American Christian rock band

Fighting Instinct was a Christian rock band formed in Winston-Salem/Greensboro, North Carolina. It was founded by TJ Harris and Dallas Farmer. They played together for several years before they met up with Jason Weekly in the Winston-Salem/Greensboro area. Jason Weekly came up with the band's name.

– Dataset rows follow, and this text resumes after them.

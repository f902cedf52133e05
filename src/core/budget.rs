// src/core/budget.rs — Token and cost budget tracking

use crate::provider::TokenUsage;

/// Which ceiling a run has hit.
#[derive(Debug, Clone, Copy, PartialEq, Eq)]
pub enum BudgetBreach {
    Tokens,
    Cost,
}

/// Accumulates token and cost totals across iterations and evaluates
/// threshold breaches. Ceilings are inclusive: usage >= max triggers a
/// stop. A ceiling of 0 means unlimited.
#[derive(Debug, Clone)]
pub struct BudgetTracker {
    tokens_used: u64,
    cost_usd: f64,
    max_tokens: u64,
    max_cost_usd: f64,
}

impl BudgetTracker {
    pub fn new(max_tokens: u64, max_cost_usd: f64) -> Self {
        Self {
            tokens_used: 0,
            cost_usd: 0.0,
            max_tokens,
            max_cost_usd,
        }
    }

    /// Add one iteration's usage and cost to the running totals.
    pub fn record(&mut self, usage: &TokenUsage, cost_usd: f64) {
        self.tokens_used += usage.total() as u64;
        self.cost_usd += cost_usd;
    }

    /// Returns the first breached ceiling, tokens before cost.
    pub fn exceeded(&self) -> Option<BudgetBreach> {
        if self.max_tokens > 0 && self.tokens_used >= self.max_tokens {
            return Some(BudgetBreach::Tokens);
        }
        if self.max_cost_usd > 0.0 && self.cost_usd >= self.max_cost_usd {
            return Some(BudgetBreach::Cost);
        }
        None
    }

    pub fn tokens_used(&self) -> u64 {
        self.tokens_used
    }

    pub fn cost_usd(&self) -> f64 {
        self.cost_usd
    }
}

#[cfg(test)]
mod tests {
    use super::*;

    fn usage(input: u32, output: u32) -> TokenUsage {
        TokenUsage {
            input_tokens: input,
            output_tokens: output,
        }
    }

    #[test]
    fn test_new_tracker() {
        let b = BudgetTracker::new(100_000, 2.0);
        assert_eq!(b.tokens_used(), 0);
        assert_eq!(b.cost_usd(), 0.0);
        assert_eq!(b.exceeded(), None);
    }

    #[test]
    fn test_record_accumulates() {
        let mut b = BudgetTracker::new(100_000, 2.0);
        b.record(&usage(100, 50), 0.01);
        b.record(&usage(200, 100), 0.02);
        assert_eq!(b.tokens_used(), 450);
        assert!((b.cost_usd() - 0.03).abs() < 1e-9);
    }

    #[test]
    fn test_token_ceiling_inclusive() {
        let mut b = BudgetTracker::new(150, 0.0);
        b.record(&usage(100, 49), 0.0);
        assert_eq!(b.exceeded(), None);
        b.record(&usage(1, 0), 0.0);
        // exactly at the ceiling counts as a breach
        assert_eq!(b.exceeded(), Some(BudgetBreach::Tokens));
    }

    #[test]
    fn test_cost_ceiling_inclusive() {
        let mut b = BudgetTracker::new(0, 1.0);
        b.record(&usage(10, 10), 0.5);
        assert_eq!(b.exceeded(), None);
        b.record(&usage(10, 10), 0.5);
        assert_eq!(b.exceeded(), Some(BudgetBreach::Cost));
    }

    #[test]
    fn test_tokens_checked_before_cost() {
        let mut b = BudgetTracker::new(10, 0.1);
        b.record(&usage(10, 10), 5.0);
        assert_eq!(b.exceeded(), Some(BudgetBreach::Tokens));
    }

    #[test]
    fn test_zero_means_unlimited() {
        let mut b = BudgetTracker::new(0, 0.0);
        b.record(&usage(1_000_000, 1_000_000), 1_000.0);
        assert_eq!(b.exceeded(), None);
    }
}
// src/core/similarity.rs — Stagnation detection between successive submissions

use std::collections::HashSet;

/// Levenshtein comparison window. Similarity is computed over the head of
/// each submission so the cost stays bounded for large artifacts.
const COMPARE_WINDOW_BYTES: usize = 4_000;

/// Cut a string to at most `max_len` bytes on a UTF-8 character boundary.
fn truncate_str(s: &str, max_len: usize) -> &str {
    if s.len() <= max_len {
        s
    } else {
        let mut end = max_len;
        while end > 0 && !s.is_char_boundary(end) {
            end -= 1;
        }
        &s[..end]
    }
}

/// Watches successive developer submissions and counts consecutive
/// iterations without meaningful change.
///
/// An iteration counts as stalled when the normalized similarity to the
/// previous submission is at or above `threshold`, or when fewer than
/// `min_changed_lines` lines differ. The counter resets whenever a
/// submission shows sufficient change. The first submission has no
/// predecessor, so it never counts as stalled.
#[derive(Debug)]
pub struct ProgressDetector {
    threshold: f64,
    min_changed_lines: usize,
    max_no_progress: u32,
    stalled: u32,
    previous: Option<String>,
}

impl ProgressDetector {
    pub fn new(threshold: f64, min_changed_lines: usize, max_no_progress: u32) -> Self {
        Self {
            threshold,
            min_changed_lines,
            max_no_progress,
            stalled: 0,
            previous: None,
        }
    }

    /// Feed the next submission. Returns the similarity to the previous
    /// one, or `None` on the first call.
    pub fn observe(&mut self, submission: &str) -> Option<f64> {
        let score = match self.previous.as_deref() {
            Some(prev) => {
                let score = similarity(prev, submission);
                let delta = changed_lines(prev, submission);
                if score >= self.threshold || delta < self.min_changed_lines {
                    self.stalled += 1;
                } else {
                    self.stalled = 0;
                }
                Some(score)
            }
            None => None,
        };
        self.previous = Some(submission.to_string());
        score
    }

    pub fn stalled_count(&self) -> u32 {
        self.stalled
    }

    pub fn is_stalled(&self) -> bool {
        self.stalled >= self.max_no_progress
    }
}

/// Normalized textual similarity in [0, 1].
pub fn similarity(a: &str, b: &str) -> f64 {
    strsim::normalized_levenshtein(
        truncate_str(a, COMPARE_WINDOW_BYTES),
        truncate_str(b, COMPARE_WINDOW_BYTES),
    )
}

/// Number of lines present in exactly one of the two texts, after
/// trimming whitespace. The "meaningful change" heuristic.
pub fn changed_lines(a: &str, b: &str) -> usize {
    let lines_a: HashSet<&str> = a.lines().map(str::trim).filter(|l| !l.is_empty()).collect();
    let lines_b: HashSet<&str> = b.lines().map(str::trim).filter(|l| !l.is_empty()).collect();
    lines_a.symmetric_difference(&lines_b).count()
}
impl RoleClient {
    pub fn new(provider: Arc<dyn ModelProvider>, model: impl Into<String>, temperature: f32) -> Self {
        Self {
            provider,
            model: model.into(),
            temperature,
        }
    }

    async fn complete(&self, system: &str, prompt: String) -> Result<ChatResponse, TandemError> {
        self.provider
            .chat(ChatRequest {
                model: self.model.clone(),
                messages: vec![Message::user(prompt)],
                system: Some(system.to_string()),
                max_tokens: None,
                temperature: Some(self.temperature),
            })
            .await
    }
}

/// Drives the Developer → PM → (approve | revise) cycle until a stop
/// condition fires.
///
/// Stop conditions are evaluated once per iteration, in fixed priority
/// order: approval, max_iterations, max_tokens, max_cost, no_progress,
/// then the checkpoint prompt. Provider errors are not retried here; the
/// run aborts and the error propagates to the caller.
pub struct Workflow {
    manager: RoleClient,
    developer: RoleClient,
    kind: WorkflowKind,
    config: EngineConfig,
    on_progress: Option<Box<dyn Fn(ProgressEvent) + Send>>,
    confirm: Option<Box<dyn Fn(u32) -> bool + Send>>,
}

impl Workflow {
    pub fn new(
        manager: RoleClient,
        developer: RoleClient,
        kind: WorkflowKind,
        config: EngineConfig,
    ) -> Self {
        Self {
            manager,
            developer,
            kind,
            config,
            on_progress: None,
            confirm: None,
        }
    }

    /// Set a callback for real-time progress events.
    pub fn with_progress(mut self, cb: impl Fn(ProgressEvent) + Send + 'static) -> Self {
        self.on_progress = Some(Box::new(cb));
        self
    }

    /// Set the checkpoint confirmation callback. Receives the iteration
    /// number; returning false stops the run with `user_stopped`. Without
    /// a callback, checkpoints auto-continue.
    pub fn with_confirm(mut self, cb: impl Fn(u32) -> bool + Send + 'static) -> Self {
        self.confirm = Some(Box::new(cb));
        self
    }

    fn emit(&self, event: ProgressEvent) {
        if let Some(ref cb) = self.on_progress {
            cb(event);
        }
    }

    /// Run the full collaboration loop for a request.
    pub async fn run(&mut self, request: &str) -> Result<RunResult, TandemError> {
        let mut budget = BudgetTracker::new(self.config.max_tokens, self.config.max_cost_usd);
        let mut detector = ProgressDetector::new(
            self.config.early_stop_similarity,
            self.config.min_changed_lines,
            self.config.max_no_progress,
        );
        let mut history: Vec<IterationRecord> = Vec::new();
        let mut submission = String::new();
        let mut feedback = String::new();
        let mut iteration: u32 = 0;

        let stop_reason = loop {
            iteration += 1;
            self.emit(ProgressEvent::IterationStart {
                iteration,
                max_iterations: self.config.max_iterations,
            });

            // Developer: produce on the first call, revise afterwards
            let dev_prompt = if iteration == 1 {
                prompts::initial_prompt(self.kind, request)
            } else {
                prompts::revise_prompt(self.kind, request, &submission, &feedback)
            };
            let dev = self
                .developer
                .complete(prompts::DEVELOPER_SYSTEM_PROMPT, dev_prompt)
                .await?;
            let dev_cost = estimate_cost_for(&*self.developer.provider, &self.developer.model, &dev.usage);
            submission = dev.content;

            // PM reviews the submission
            let pm = self
                .manager
                .complete(
                    prompts::MANAGER_SYSTEM_PROMPT,
                    prompts::review_prompt(self.kind, request, &submission),
                )
                .await?;
            let pm_cost = estimate_cost_for(&*self.manager.provider, &self.manager.model, &pm.usage);
            let verdict = Verdict::parse(&pm.content);
            feedback = verdict.feedback.clone();

            let usage = TokenUsage {
                input_tokens: dev.usage.input_tokens + pm.usage.input_tokens,
                output_tokens: dev.usage.output_tokens + pm.usage.output_tokens,
            };
            let cost_usd = dev_cost + pm_cost;
            budget.record(&usage, cost_usd);
            let similarity = detector.observe(&submission);

            history.push(IterationRecord {
                index: iteration,
                submission: submission.clone(),
                verdict: verdict.clone(),
                usage,
                cost_usd,
            });

            self.emit(ProgressEvent::Verdict {
                iteration,
                approved: verdict.approved,
                cost_so_far: budget.cost_usd(),
            });

            // Stop checks, fixed priority order
            if verdict.approved {
                break StopReason::Approved;
            }
            if iteration >= self.config.max_iterations {
                break StopReason::MaxIterations;
            }
            if let Some(breach) = budget.exceeded() {
                break match breach {
                    BudgetBreach::Tokens => StopReason::MaxTokens,
                    BudgetBreach::Cost => StopReason::MaxCost,
                };
            }
            if detector.is_stalled() {
                self.emit(ProgressEvent::Stalled {
                    iteration,
                    similarity: similarity.unwrap_or(1.0),
                    count: detector.stalled_count(),
                });
                break StopReason::NoProgress;
            }
            if self.config.checkpoint_interval > 0
                && iteration % self.config.checkpoint_interval == 0
            {
                self.emit(ProgressEvent::Checkpoint { iteration });
                if let Some(ref confirm) = self.confirm {
                    if !confirm(iteration) {
                        break StopReason::UserStopped;
                    }
                }
            }
        };

        let result = RunResult {
            output: submission,
            success: stop_reason == StopReason::Approved,
            iterations: iteration,
            total_tokens: budget.tokens_used(),
            total_cost_usd: budget.cost_usd(),
            stop_reason,
            history,
        };

        self.emit(ProgressEvent::Complete {
            iterations: result.iterations,
            total_tokens: result.total_tokens,
            cost: result.total_cost_usd,
            stop_reason: result.stop_reason,
        });

        tracing::info!(
            iterations = result.iterations,
            tokens = result.total_tokens,
            cost_usd = result.total_cost_usd,
            stop = %result.stop_reason,
            "run finished"
        );

        Ok(result)
    }
}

They released their first CD, Fighting Instinct, in mid-2006. The first single off this album, "I Found Forever," was featured on both rock and Christian radio stations. "I Found Forever" rose to No. 31 on the active rock charts with virtually no touring. The band's Christian single, "Back to You", reached No. 5 on the Christian CHR charts. "Back to You" and "Just to Please You" were only released to Christian radio stations. In October 2008, the band announced on their MySpace that they were releasing a five-song EP, but also announced they were going to disband at the end of the year.

Their Lead Vocalist, TJ Harris, joined the band Decyfer Down in 2008.

Later, in 2016, Harris reported in an interview that he left Fighting Instinct because Decyfer Down had asked him to join them.

== Music history ==
The group were called "One to Watch" by CCM Magazine. They have a mutual appreciation of the band Led Zeppelin.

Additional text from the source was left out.